The first Harman projects were small route operator refreshes where every machine had to justify its footprint. A prize crane that looked exciting but blocked a queue line was not a success. A basketball game that drew a crowd but constantly lost balls behind the cabinet was not a success. The team learned to judge equipment through the eyes of the people who opened the doors, refilled the tickets, reset the errors, and explained the rules to parents.
That operator-first habit still drives the company. Before Harman recommends a machine, the team asks how guests will approach it, how staff will clean around it, how technicians will reach the service panel, how a cashless reader will mount, how loud the cabinet will be near party rooms, and whether the prize counter can handle the traffic it creates.

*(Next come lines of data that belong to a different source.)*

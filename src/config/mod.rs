//! Configuration for the preprocessing pipeline.

use std::fmt;
use std::path::{Path, PathBuf};

use crate::algorithm::notes::NoteWindow;
use crate::error::util::require_file;
use crate::error::{PrepError, Result};
use crate::utils::io::table::resolve_table_path;

/// Locations of every input the pipeline reads
#[derive(Debug, Clone, PartialEq, Eq)]
pub struct InputPaths {
    /// `ADMISSIONS` table
    pub admissions: PathBuf,
    /// `DIAGNOSES_ICD` table
    pub diagnoses: PathBuf,
    /// `PROCEDURES_ICD` table
    pub procedures: PathBuf,
    /// `PRESCRIPTIONS` table
    pub prescriptions: PathBuf,
    /// `NOTEEVENTS` table
    pub notes: PathBuf,
    /// JSON object mapping ICD codes to CCS group codes
    pub icd_to_group: PathBuf,
    /// JSON object mapping ICD codes to their description
    pub icd_to_text: PathBuf,
    /// JSON object mapping NDC codes to concept identifiers
    pub ndc_to_concept: PathBuf,
}

impl InputPaths {
    /// Resolve MIMIC-style file names under `data_dir` and the reference
    /// tables under `mappings_dir`
    ///
    /// Each table may be stored as `.csv.gz`, `.csv` or `.parquet`.
    #[must_use]
    pub fn from_data_dir(data_dir: &Path, mappings_dir: &Path) -> Self {
        Self {
            admissions: resolve_table_path(data_dir, "ADMISSIONS"),
            diagnoses: resolve_table_path(data_dir, "DIAGNOSES_ICD"),
            procedures: resolve_table_path(data_dir, "PROCEDURES_ICD"),
            prescriptions: resolve_table_path(data_dir, "PRESCRIPTIONS"),
            notes: resolve_table_path(data_dir, "NOTEEVENTS"),
            icd_to_group: mappings_dir
                .join("ICDandCCSmappings")
                .join("merged_icdccs_codes.json"),
            icd_to_text: mappings_dir
                .join("ICDandCCSmappings")
                .join("merged_icd_text.json"),
            ndc_to_concept: mappings_dir.join("NDCmappings").join("ndc_cui_map.json"),
        }
    }

    /// Every input with the purpose it serves
    #[must_use]
    pub fn entries(&self) -> [(&'static str, &Path); 8] {
        [
            ("admissions table", &self.admissions),
            ("diagnoses table", &self.diagnoses),
            ("procedures table", &self.procedures),
            ("prescriptions table", &self.prescriptions),
            ("notes table", &self.notes),
            ("ICD to CCS mapping", &self.icd_to_group),
            ("ICD to text mapping", &self.icd_to_text),
            ("NDC to concept mapping", &self.ndc_to_concept),
        ]
    }

    /// Fail on the first input that is not an existing file
    pub fn validate(&self) -> Result<()> {
        self.entries()
            .into_iter()
            .try_for_each(|(purpose, path)| require_file(path, purpose))
    }
}

/// Configuration for a preprocessing run
#[derive(Debug, Clone)]
pub struct PipelineConfig {
    /// Input tables and reference mappings
    pub inputs: InputPaths,
    /// Directory receiving one folder of splits per note window
    pub output_dir: PathBuf,
    /// Directory holding the vocabulary files
    pub vocabulary_dir: PathBuf,
    /// Seed for every random draw
    pub seed: u64,
    /// An admission is readmitted if the next one starts within this many days
    pub readmission_window_days: f64,
    /// Words per note chunk
    pub chunk_words: usize,
    /// A trailing chunk is kept only if it has more words than this
    pub min_remainder_words: usize,
    /// Share of each class drawn for validation and test together
    pub val_test_fraction: f64,
    /// Share of the validation+test draw that goes to validation
    pub val_fraction: f64,
    /// Reserve admissions added to the discharge-summary training set
    pub discharge_reserve_size: usize,
    /// Reserve admissions added to each early-notes training set
    pub early_reserve_size: usize,
    /// Note windows to build datasets for
    pub windows: Vec<NoteWindow>,
    /// Replace existing split files
    pub overwrite: bool,
    /// Also write the labeled admission table
    pub write_admissions: bool,
}

impl Default for PipelineConfig {
    fn default() -> Self {
        let data_dir = PathBuf::from("data");
        let mappings_dir = PathBuf::from("data/extended");
        Self {
            inputs: InputPaths::from_data_dir(&data_dir, &mappings_dir),
            output_dir: PathBuf::from("output"),
            vocabulary_dir: mappings_dir,
            seed: 1,
            readmission_window_days: 30.0,
            chunk_words: 318,
            min_remainder_words: 10,
            val_test_fraction: 0.2,
            val_fraction: 0.5,
            discharge_reserve_size: 400,
            early_reserve_size: 500,
            windows: vec![
                NoteWindow::DischargeSummary,
                NoteWindow::EarlyNotes { days: 3 },
                NoteWindow::EarlyNotes { days: 2 },
            ],
            overwrite: false,
            write_admissions: false,
        }
    }
}

impl PipelineConfig {
    /// Create a new builder for a pipeline configuration
    #[must_use]
    pub fn builder() -> PipelineConfigBuilder {
        PipelineConfigBuilder::new()
    }

    /// Reserve draw size used for a note window's training set
    #[must_use]
    pub const fn reserve_size(&self, window: NoteWindow) -> usize {
        match window {
            NoteWindow::DischargeSummary => self.discharge_reserve_size,
            NoteWindow::EarlyNotes { .. } => self.early_reserve_size,
        }
    }

    /// Check value ranges
    pub fn validate(&self) -> Result<()> {
        if self.chunk_words == 0 {
            return Err(PrepError::InvalidArgument(
                "chunk size must be at least one word".to_string(),
            ));
        }
        for (name, fraction) in [
            ("val/test fraction", self.val_test_fraction),
            ("val fraction", self.val_fraction),
        ] {
            if !(0.0..=1.0).contains(&fraction) {
                return Err(PrepError::InvalidArgument(format!(
                    "{name} must lie in [0, 1], got {fraction}"
                )));
            }
        }
        if !self.readmission_window_days.is_finite() || self.readmission_window_days <= 0.0 {
            return Err(PrepError::InvalidArgument(format!(
                "readmission window must be a positive number of days, got {}",
                self.readmission_window_days
            )));
        }
        if self.windows.is_empty() {
            return Err(PrepError::InvalidArgument(
                "at least one note window is required".to_string(),
            ));
        }
        Ok(())
    }
}

impl fmt::Display for PipelineConfig {
    fn fmt(&self, f: &mut fmt::Formatter<'_>) -> fmt::Result {
        writeln!(f, "Pipeline Configuration:")?;
        writeln!(f, "  Admissions: {}", self.inputs.admissions.display())?;
        writeln!(f, "  Notes: {}", self.inputs.notes.display())?;
        writeln!(f, "  Output Directory: {}", self.output_dir.display())?;
        writeln!(f, "  Vocabulary Directory: {}", self.vocabulary_dir.display())?;
        writeln!(f, "  Seed: {}", self.seed)?;
        writeln!(f, "  Readmission Window: {} days", self.readmission_window_days)?;
        writeln!(
            f,
            "  Chunking: {} words, remainder kept above {} words",
            self.chunk_words, self.min_remainder_words
        )?;
        writeln!(
            f,
            "  Split: {} held out, {} of it validation",
            self.val_test_fraction, self.val_fraction
        )?;
        writeln!(
            f,
            "  Reserve Draws: {} discharge, {} early",
            self.discharge_reserve_size, self.early_reserve_size
        )?;
        let windows = self
            .windows
            .iter()
            .map(ToString::to_string)
            .collect::<Vec<_>>()
            .join(", ");
        writeln!(f, "  Windows: {windows}")?;
        writeln!(f, "  Overwrite: {}", self.overwrite)?;
        Ok(())
    }
}

/// Builder for constructing a pipeline configuration
#[derive(Debug, Clone)]
pub struct PipelineConfigBuilder {
    config: PipelineConfig,
}

impl Default for PipelineConfigBuilder {
    fn default() -> Self {
        Self::new()
    }
}

impl PipelineConfigBuilder {
    /// Create a new builder with default configuration
    #[must_use]
    pub fn new() -> Self {
        Self {
            config: PipelineConfig::default(),
        }
    }

    /// Set the input paths
    #[must_use]
    pub fn inputs(mut self, inputs: InputPaths) -> Self {
        self.config.inputs = inputs;
        self
    }

    /// Set the output directory
    #[must_use]
    pub fn output_dir(mut self, dir: impl Into<PathBuf>) -> Self {
        self.config.output_dir = dir.into();
        self
    }

    /// Set the vocabulary directory
    #[must_use]
    pub fn vocabulary_dir(mut self, dir: impl Into<PathBuf>) -> Self {
        self.config.vocabulary_dir = dir.into();
        self
    }

    /// Set the random seed
    #[must_use]
    pub const fn seed(mut self, seed: u64) -> Self {
        self.config.seed = seed;
        self
    }

    /// Set the readmission window in days
    #[must_use]
    pub const fn readmission_window_days(mut self, days: f64) -> Self {
        self.config.readmission_window_days = days;
        self
    }

    /// Set the chunk size in words
    #[must_use]
    pub const fn chunk_words(mut self, words: usize) -> Self {
        self.config.chunk_words = words;
        self
    }

    /// Set the minimum size of a kept trailing chunk
    #[must_use]
    pub const fn min_remainder_words(mut self, words: usize) -> Self {
        self.config.min_remainder_words = words;
        self
    }

    /// Set the held-out fractions
    #[must_use]
    pub const fn split_fractions(mut self, val_test: f64, val: f64) -> Self {
        self.config.val_test_fraction = val_test;
        self.config.val_fraction = val;
        self
    }

    /// Set the reserve draw sizes
    #[must_use]
    pub const fn reserve_sizes(mut self, discharge: usize, early: usize) -> Self {
        self.config.discharge_reserve_size = discharge;
        self.config.early_reserve_size = early;
        self
    }

    /// Set the note windows
    #[must_use]
    pub fn windows(mut self, windows: Vec<NoteWindow>) -> Self {
        self.config.windows = windows;
        self
    }

    /// Set whether existing split files may be replaced
    #[must_use]
    pub const fn overwrite(mut self, overwrite: bool) -> Self {
        self.config.overwrite = overwrite;
        self
    }

    /// Set whether the labeled admission table is written
    #[must_use]
    pub const fn write_admissions(mut self, write: bool) -> Self {
        self.config.write_admissions = write;
        self
    }

    /// Build the configuration
    #[must_use]
    pub fn build(self) -> PipelineConfig {
        self.config
    }
}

"Open the game floor like you will be the person closing it at midnight. That is the standard we use for every recommendation."
As the market moved from coin slots to card systems, from simple ticket spitters to networked redemption platforms, Harman kept the same discipline. The tools changed, but the questions stayed practical: Will the guest understand the game in ten seconds? Will the operator know when performance drops? Will replacement parts be available when the weekend rush begins?
Today Harman works with family entertainment centers, cinemas, hotels, bowling centers, route operators, and mixed-use indoor venues. Some clients need a full arcade launch. Others need a precise refresh of ten machines. In both cases, the company treats planning, procurement, installation, and service as one connected workflow.
Reliable does not mean plain. It means the excitement on the floor is supported by clear documentation, staff training, sensible layouts, and the kind of parts planning that makes a busy Saturday feel manageable.